**PROBLEM DETAILS**
Copy out each line of the data that contains "LfpError".

**SOURCE MATERIAL**
==============================

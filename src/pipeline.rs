//! Per-session orchestration.
//!
//! [`Pipeline`] designs the low-pass filter once and then turns each
//! [`Session`] into an independent [`ProcessedSession`]:
//!
//! ```text
//! Session { trials [N, T], tones [N] }
//!   │
//!   ├─ outliers::detect       baseline [0, stim_onset) robust threshold
//!   ├─ filter (kept only)     Butterworth low-pass, forward-backward
//!   ├─ tones::aggregate       low / high rows via kept-index ranks → means
//!   └─ spectral::psd          Welch PSD of each mean trace
//! ```
//!
//! The pipeline holds only immutable state, so sessions can be processed on
//! any number of threads; [`Pipeline::process_all`] does this with rayon and
//! returns results in session order.
use ndarray::{Array1, Array2};
use rayon::prelude::*;
use serde::Serialize;

use crate::config::LfpConfig;
use crate::error::{LfpError, Result};
use crate::filter::{apply_zero_phase, design_lowpass, FilterCoefficients};
use crate::outliers::{self, KeepMask, OutlierReport};
use crate::spectral::{self, Psd, Spectrogram};
use crate::tones::{self, ToneCondition, ToneValues};

/// Raw input of one session.
#[derive(Debug, Clone)]
pub struct Session {
    /// `[trials, samples]` raw amplitudes in acquisition order.
    pub trials: Array2<f64>,
    /// One tone label per trial, same order as `trials` rows.
    pub tones: Array1<f64>,
}

impl Session {
    /// Pair a trial matrix with its labels.
    ///
    /// # Errors
    ///
    /// [`LfpError::MalformedInput`] when the trial and label counts differ.
    pub fn new(trials: Array2<f64>, tones: Array1<f64>) -> Result<Self> {
        if trials.nrows() != tones.len() {
            return Err(LfpError::MalformedInput(format!(
                "{} trials but {} tone labels",
                trials.nrows(),
                tones.len()
            )));
        }
        Ok(Self { trials, tones })
    }

    pub fn n_trials(&self) -> usize {
        self.trials.nrows()
    }

    pub fn n_samples(&self) -> usize {
        self.trials.ncols()
    }
}

/// All sessions of one recording, in session order.
#[derive(Debug, Clone, Default)]
pub struct Recording {
    pub sessions: Vec<Session>,
}

impl Recording {
    pub fn new(sessions: Vec<Session>) -> Self {
        Self { sessions }
    }

    pub fn len(&self) -> usize {
        self.sessions.len()
    }

    pub fn is_empty(&self) -> bool {
        self.sessions.is_empty()
    }

    /// Session `index`, or [`LfpError::MalformedInput`] when out of range.
    pub fn session(&self, index: usize) -> Result<&Session> {
        self.sessions.get(index).ok_or_else(|| {
            LfpError::MalformedInput(format!(
                "session index {index} out of range ({} sessions)",
                self.sessions.len()
            ))
        })
    }
}

/// Per-condition output of one session.
#[derive(Debug, Clone, Serialize)]
pub struct ConditionResult {
    pub condition: ToneCondition,
    /// Tone label value of this condition.
    pub value: f64,
    /// Trials of this condition that survived rejection.
    pub n_trials: usize,
    /// Mean of the filtered trials, one value per sample.
    #[serde(skip)]
    pub mean: Array1<f64>,
    #[serde(skip)]
    pub psd: Psd,
}

/// Result of one session.  Never mutated after construction.
#[derive(Debug, Clone, Serialize)]
pub struct ProcessedSession {
    pub session_index: usize,
    pub report: OutlierReport,
    #[serde(skip)]
    pub keep_mask: KeepMask,
    pub tone_values: ToneValues,
    pub low: ConditionResult,
    pub high: ConditionResult,
}

impl ProcessedSession {
    pub fn condition(&self, condition: ToneCondition) -> &ConditionResult {
        match condition {
            ToneCondition::Low => &self.low,
            ToneCondition::High => &self.high,
        }
    }
}

/// Session processor sharing one filter design across all sessions.
#[derive(Debug, Clone)]
pub struct Pipeline {
    config: LfpConfig,
    coeffs: FilterCoefficients,
}

impl Pipeline {
    /// Validate `config` and design the low-pass filter.
    ///
    /// # Errors
    ///
    /// [`LfpError::InvalidParameter`] for out-of-range settings,
    /// [`LfpError::FilterDesign`] when the filter cannot be designed stably.
    pub fn new(config: LfpConfig) -> Result<Self> {
        config.validate()?;
        let coeffs = design_lowpass(config.fs, config.cutoff_hz, config.filter_order)?;
        log::info!(
            "pipeline ready: fs={} Hz, order-{} low-pass at {} Hz, baseline [0, {})",
            config.fs,
            config.filter_order,
            config.cutoff_hz,
            config.stim_onset_sample
        );
        Ok(Self { config, coeffs })
    }

    pub fn config(&self) -> &LfpConfig {
        &self.config
    }

    pub fn coefficients(&self) -> &FilterCoefficients {
        &self.coeffs
    }

    /// Run the full chain on one session.  `session` is not modified.
    pub fn process_session(&self, session: &Session, session_index: usize) -> Result<ProcessedSession> {
        let cfg = &self.config;
        if session.n_trials() != session.tones.len() {
            return Err(LfpError::MalformedInput(format!(
                "session {session_index}: {} trials but {} tone labels",
                session.n_trials(),
                session.tones.len()
            )));
        }
        if session.n_trials() != cfg.num_trials {
            log::warn!(
                "session {session_index}: {} trials, expected {}",
                session.n_trials(),
                cfg.num_trials
            );
        }

        // 1. Outlier rejection on the raw baseline.
        let (keep_mask, report) =
            outliers::detect(&session.trials, cfg.stim_onset_sample, cfg.outlier_k)?;

        // 2. Tone groups on the original trial order.
        let labels = session.tones.to_vec();
        let groups = tones::tone_groups(&labels)?;

        // 3. Low-pass the kept trials only.
        let kept = outliers::kept_indices(&keep_mask);
        let raw_kept = outliers::kept_trials(&session.trials, &keep_mask);
        let filtered = apply_zero_phase(&raw_kept, &self.coeffs)?;

        // 4. + 5. Per-condition mean trace and PSD.
        let condition = |c: ToneCondition| -> Result<ConditionResult> {
            let agg = tones::aggregate(&filtered, &kept, &groups, c)?;
            let psd = spectral::psd(&agg.mean.to_vec(), cfg.fs, cfg.psd_segment_len)?;
            Ok(ConditionResult {
                condition: c,
                value: agg.value,
                n_trials: agg.trials.nrows(),
                mean: agg.mean,
                psd,
            })
        };
        let low = condition(ToneCondition::Low)?;
        let high = condition(ToneCondition::High)?;

        log::info!(
            "session {session_index}: kept {}/{} trials ({} low, {} high)",
            report.n_after,
            report.n_before,
            low.n_trials,
            high.n_trials
        );

        Ok(ProcessedSession {
            session_index,
            report,
            keep_mask,
            tone_values: groups.values,
            low,
            high,
        })
    }

    /// Process session `index` of `recording`.
    ///
    /// # Errors
    ///
    /// [`LfpError::MalformedInput`] when `index` is out of range, otherwise
    /// whatever [`Pipeline::process_session`] returns.
    pub fn process_recording(&self, recording: &Recording, index: usize) -> Result<ProcessedSession> {
        self.process_session(recording.session(index)?, index)
    }

    /// Process every session concurrently.  One result per session, in
    /// session order; a failing session does not affect the others.
    pub fn process_all(&self, recording: &Recording) -> Vec<Result<ProcessedSession>> {
        if recording.len() != self.config.num_sessions {
            log::warn!(
                "recording has {} sessions, expected {}",
                recording.len(),
                self.config.num_sessions
            );
        }
        recording
            .sessions
            .par_iter()
            .enumerate()
            .map(|(i, session)| self.process_session(session, i))
            .collect()
    }

    /// Low- and high-tone spectrograms of a processed session's mean traces,
    /// using the configured symmetric Hann window and overlap.
    pub fn spectrograms(&self, processed: &ProcessedSession) -> Result<(Spectrogram, Spectrogram)> {
        let cfg = &self.config;
        let window = spectral::hann(cfg.spectrogram_window_len, true);
        let run = |mean: &Array1<f64>| {
            spectral::spectrogram(&mean.to_vec(), cfg.fs, &window, cfg.spectrogram_overlap)
        };
        Ok((run(&processed.low.mean)?, run(&processed.high.mean)?))
    }
}
//! Product management commands.

use std::str::FromStr;

use clap::Subcommand;
use serde_json::json;
use tamarind_core::ProductCategory;

use super::{Client, CliError};

#[derive(Subcommand)]
pub enum ProductAction {
    /// Create a product
    Create {
        /// Product name
        #[arg(short, long)]
        name: String,

        /// Product description
        #[arg(short, long, default_value = "")]
        description: String,

        /// Unit price in minor currency units (e.g., cents)
        #[arg(short, long)]
        price: u64,

        /// Category (`electronics`, `clothing`, `home`, `books`, `sports`)
        #[arg(short, long)]
        category: String,

        /// Initial stock
        #[arg(short, long)]
        stock: u32,

        /// Image blob handle
        #[arg(short, long, default_value = "")]
        image: String,

        /// Contact phone for order questions
        #[arg(long, default_value = "")]
        phone: String,
    },
    /// Replace a product's fields
    Update {
        /// Product id
        id: String,

        #[arg(short, long)]
        name: String,

        #[arg(short, long, default_value = "")]
        description: String,

        /// Unit price in minor currency units
        #[arg(short, long)]
        price: u64,

        #[arg(short, long)]
        category: String,

        #[arg(short, long)]
        stock: u32,

        #[arg(short, long, default_value = "")]
        image: String,

        #[arg(long, default_value = "")]
        phone: String,
    },
    /// Delete a product
    Delete {
        /// Product id
        id: String,
    },
    /// List products at or below a stock threshold
    LowStock {
        /// Inclusive stock threshold
        #[arg(long, default_value_t = 5)]
        threshold: u32,
    },
}

pub async fn run(client: &Client, action: ProductAction) -> Result<(), CliError> {
    match action {
        ProductAction::Create {
            name,
            description,
            price,
            category,
            stock,
            image,
            phone,
        } => {
            let payload = payload(&name, &description, price, &category, stock, &image, &phone)?;
            let created = client.post("/api/admin/products", &payload).await?;
            let id = created
                .get("id")
                .and_then(|v| v.as_str())
                .unwrap_or_default();
            tracing::info!("created product {id}: {name}");
        }
        ProductAction::Update {
            id,
            name,
            description,
            price,
            category,
            stock,
            image,
            phone,
        } => {
            let payload = payload(&name, &description, price, &category, stock, &image, &phone)?;
            client
                .put(&format!("/api/admin/products/{id}"), &payload)
                .await?;
            tracing::info!("updated product {id}");
        }
        ProductAction::Delete { id } => {
            client.delete(&format!("/api/admin/products/{id}")).await?;
            tracing::info!("deleted product {id}");
        }
        ProductAction::LowStock { threshold } => {
            let products = client
                .get(&format!("/api/admin/products/low-stock?threshold={threshold}"))
                .await?;
            let empty = Vec::new();
            let items = products.as_array().unwrap_or(&empty);
            tracing::info!("{} product(s) at or below stock {threshold}", items.len());
            for product in items {
                tracing::info!(
                    "  {} - {} (stock {})",
                    product.get("id").and_then(|v| v.as_str()).unwrap_or("?"),
                    product.get("name").and_then(|v| v.as_str()).unwrap_or("?"),
                    product.get("stock").and_then(serde_json::Value::as_u64).unwrap_or(0),
                );
            }
        }
    }
    Ok(())
}

fn payload(
    name: &str,
    description: &str,
    price: u64,
    category: &str,
    stock: u32,
    image: &str,
    phone: &str,
) -> Result<serde_json::Value, CliError> {
    // Validate the category locally for a friendlier error than a 400.
    let category = ProductCategory::from_str(category).map_err(CliError::Config)?;
    Ok(json!({
        "name": name,
        "description": description,
        "price": price,
        "category": category,
        "stock": stock,
        "image": image,
        "contact_phone": phone,
    }))
}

==============================

**ANSWER BOX**
use crate::error::{LfpError, Result};
    /// [`LfpError::MalformedInput`] when the trial and label counts differ.
            return Err(LfpError::MalformedInput(format!(
    /// Session `index`, or [`LfpError::MalformedInput`] when out of range.
            LfpError::MalformedInput(format!(
    /// [`LfpError::InvalidParameter`] for out-of-range settings,
    /// [`LfpError::FilterDesign`] when the filter cannot be designed stably.
            return Err(LfpError::MalformedInput(format!(
    /// [`LfpError::MalformedInput`] when `index` is out of range, otherwise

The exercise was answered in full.